Todo esto nada más que para poder decir que, si en 1890, asisten con recelosa sorpresa a las demostraciones de fuerza del mundo obrero, ya están preparados, en plan teórico e ideal, por decirlo así, para acercarse a la nueva situación. Efectivamente, en lo que va de siglo, todos se empeñan en definir lo que, desde fuera llamamos reformismo social humanista, pero que desde su propia concepción es una necesidad teleológica para orientarse hacia la consecución de una sociedad armoniosamente constituida; porque, si el problema obrero es el más acuciante en el panorama del fin de siglo, el que requiere mayor atención por parte de ellos por la posible amenaza que encierra y también por ser la explosiva consecuencia de una grave injusticia que, a pesar de sus buenas intenciones y de sus esfuerzos, no han podido atenuar, no es el solo.
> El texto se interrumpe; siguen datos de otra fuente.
//! Safe Rust bindings for the VisionCore algorithm runtime.
//!
//! VisionCore exposes its C++ algorithm hierarchy through a small C shim of
//! per-object entry points. This crate owns one opaque object address per
//! [`Algorithm`] handle and forwards the base operation set (`clear`,
//! `empty`, `save`, `default_name`) across that boundary unchanged. Concrete
//! algorithm subtypes construct objects natively and hand their addresses to
//! [`Algorithm::wrap`].
//!
//! # Thread Safety
//!
//! [`Algorithm`] is NOT `Send` or `Sync`. The native library makes no
//! thread-safety promises, so all operations on a handle must occur on the
//! thread that created it, or external synchronization must be provided.
//!
//! # Memory Management
//!
//! - A handle owns its native object and destroys it exactly once, on
//!   [`Algorithm::release`] or on drop, whichever comes first
//! - Strings and status messages allocated by the shim are copied and freed
//!   inside the call that produced them; nothing native outlives it
//! - [`Algorithm::into_raw`] opts out: the caller takes the address and the
//!   lifetime that goes with it
//!
//! # Feature Flags
//!
//! - `link`: link against `libvisioncore` and provide [`Algorithm::wrap`]
//!   backed by the real library. Off by default so the crate builds without
//!   the shim installed; set `VISIONCORE_LIB_DIR` if the library lives
//!   outside the default search path.
//! - `mock`: export [`MockVision`] so downstream crates can test against a
//!   substitute backend.

mod error;
#[cfg(feature = "link")]
pub mod ffi;
mod handle;
#[cfg(any(test, feature = "mock"))]
pub mod mock;
mod ops;
mod util;

pub use error::{Error, Result};
#[cfg(feature = "link")]
pub use ffi::NativeOps;
pub use handle::{Algorithm, RawAlgorithm};
#[cfg(any(test, feature = "mock"))]
pub use mock::MockVision;
pub use ops::AlgorithmOps;

/// Library version string.
pub fn version() -> &'static str {
    env!("CARGO_PKG_VERSION")
}

#[cfg(test)]
mod tests {
    use std::path::PathBuf;
    use std::sync::Arc;

    use crate::mock::MockVision;
    use crate::{Algorithm, AlgorithmOps, Error, version};

    fn wrapped(backend: &Arc<MockVision>, name: &str) -> Algorithm {
        let raw = backend.register(name);
        let ops: Arc<dyn AlgorithmOps> = backend.clone();
        unsafe { Algorithm::wrap_with(raw, ops) }
    }

    #[test]
    fn test_version() {
        assert!(!version().is_empty());
    }

    #[test]
    fn test_empty_reflects_native_state() {
        let backend = Arc::new(MockVision::new());
        let alg = wrapped(&backend, "detector");

        // freshly constructed objects are empty
        assert!(alg.empty().unwrap());

        // native-side training fills the object; the proxy reports the new
        // state without interpretation
        backend.set_empty(alg.as_raw(), false);
        assert!(!alg.empty().unwrap());
    }

    #[test]
    fn test_clear_resets_to_empty() {
        let backend = Arc::new(MockVision::new());
        let mut alg = wrapped(&backend, "detector");

        backend.set_empty(alg.as_raw(), false);
        alg.clear().unwrap();
        assert!(alg.empty().unwrap());
    }

    #[test]
    fn test_save_forwards_exact_path() {
        let backend = Arc::new(MockVision::new());
        let alg = wrapped(&backend, "detector");

        alg.save("/tmp/detector.yml").unwrap();
        alg.save("/tmp/detector-2.yml").unwrap();
        assert_eq!(
            backend.saved_paths(alg.as_raw()),
            vec![
                PathBuf::from("/tmp/detector.yml"),
                PathBuf::from("/tmp/detector-2.yml"),
            ]
        );
    }

    #[test]
    fn test_save_rejects_interior_nul_path() {
        let backend = Arc::new(MockVision::new());
        let alg = wrapped(&backend, "detector");

        let err = alg.save("bad\0path.yml").unwrap_err();
        assert!(matches!(err, Error::InvalidPath { .. }));
        // nothing reached the backend
        assert!(backend.saved_paths(alg.as_raw()).is_empty());
    }

    #[test]
    fn test_default_name_stable_and_nonempty() {
        let backend = Arc::new(MockVision::new());
        let alg = wrapped(&backend, "Feature2D.ORB");

        let first = alg.default_name().unwrap();
        let second = alg.default_name().unwrap();
        assert_eq!(first, "Feature2D.ORB");
        assert_eq!(first, second);
        assert!(!first.is_empty());
    }

    #[test]
    fn test_release_destroys_exactly_once() {
        let backend = Arc::new(MockVision::new());
        let mut alg = wrapped(&backend, "detector");
        let raw = alg.as_raw();

        alg.release();
        assert_eq!(backend.destroy_count(raw), 1);

        // releasing again is a no-op, not a double free
        alg.release();
        assert_eq!(backend.destroy_count(raw), 1);
    }

    #[test]
    fn test_operations_after_release_fail() {
        let backend = Arc::new(MockVision::new());
        let mut alg = wrapped(&backend, "detector");

        alg.release();
        assert!(matches!(alg.empty(), Err(Error::Released)));
        assert!(matches!(alg.clear(), Err(Error::Released)));
        assert!(matches!(alg.save("/tmp/x.yml"), Err(Error::Released)));
        assert!(matches!(alg.default_name(), Err(Error::Released)));
    }

    #[test]
    fn test_drop_releases() {
        let backend = Arc::new(MockVision::new());
        let raw = {
            let alg = wrapped(&backend, "detector");
            alg.as_raw()
        };
        assert_eq!(backend.destroy_count(raw), 1);
    }

    #[test]
    fn test_release_then_drop_destroys_once() {
        let backend = Arc::new(MockVision::new());
        let raw = {
            let mut alg = wrapped(&backend, "detector");
            alg.release();
            alg.as_raw()
        };
        assert_eq!(backend.destroy_count(raw), 1);
    }

    #[test]
    fn test_into_raw_leaks_ownership() {
        let backend = Arc::new(MockVision::new());
        let alg = wrapped(&backend, "detector");
        let raw = alg.into_raw();

        // the handle is gone but the native object is still alive
        assert_eq!(backend.destroy_count(raw), 0);

        // re-wrapping the address takes ownership back
        let ops: Arc<dyn AlgorithmOps> = backend.clone();
        drop(unsafe { Algorithm::wrap_with(raw, ops) });
        assert_eq!(backend.destroy_count(raw), 1);
    }

    #[test]
    fn test_native_error_passes_through_unmodified() {
        let backend = Arc::new(MockVision::new());
        let alg = wrapped(&backend, "detector");

        backend.fail_with(alg.as_raw(), 42, "disk full");
        match alg.save("/tmp/detector.yml") {
            Err(Error::Native { code, message }) => {
                assert_eq!(code, 42);
                assert_eq!(message, "disk full");
            }
            other => panic!("expected native error, got {other:?}"),
        }
    }

    #[test]
    fn test_as_raw_reports_wrapped_address() {
        let backend = Arc::new(MockVision::new());
        let raw = backend.register("detector");
        let ops: Arc<dyn AlgorithmOps> = backend.clone();
        let alg = unsafe { Algorithm::wrap_with(raw, ops) };
        assert_eq!(alg.as_raw(), raw);
    }
}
Hay también los problemas planteados por el movimiento de los «pequeños productores» y «contribuyentes», las clases neutras, en el que toma parte activa Joaquín Costa, amigo de muchos institucionistas (Véase Altamira, 1915b, pág. 13 y sobre todo véase el epistolario, de imprescindible lectura, de Joaquín Costa y Rafael Altamira.- Cheyne, 1992). No insistiremos mucho aquí en este movimiento de las clases neutras, no por ser poco importante, al contrario, pues en esa agitada confusión, en torno a la cual gravita gran parte de la literatura regeneracionista, asoman, independientemente de Costa, retazos de ideas que, al reunirse, podrían plasmar un pensamiento peligroso (antiparlamentarismo, antiintelectualismo, anticapitalismo a veces disfrazado de antisemitismo, necesidad de una dictadura, retórica de la negación y de la fuerza que, como se sabe, puede desembocar en la famosa dialéctica de los puños). Si le dedicamos pocas palabras (pero no sin remitir a los estudios sobre el tema) es por adoptar el punto de vista de nuestros autores, para quienes la agitación de las clases neutras no pasa de ser un epifenómeno, que, sin embargo, choca con su concepción social y provoca en ellos una reacción significativa de tal concepción. Aunque les parecen muy oportunas la reformas «técnicas» y pedagógicas preconizadas por Costa, se muestran desde el principio más que reticentes ante los programas de las Ligas de productores y de las Cámaras de Comercio que les parecen demasiado corporativistas y exclusivamente encerrados en sus intereses de clase. Le basta a Giner un paréntesis para poner las cosas en su punto: «... las llamadas clases "productoras" o "contribuyente" (como si las demás fuesen parásitas [...] vivieran de limosna y no pagaran impuestos)» (Giner, 1900, pág. 2). Clarín, vehemente como nunca, denuncia en numerosos artículos el egoísmo de esos comerciantes que toman al país por un almacén. De hecho, ninguno, ni siquiera su amigo Altamira, apoya a Costa en su empresa de lanzamiento de la Unión Nacional, movimiento pronto usurpado por Basilio Paraíso y Santiago Alba, y pronto fracasado (Véase: Lissorgues, 1989, I, págs. 79-85 y 465-496).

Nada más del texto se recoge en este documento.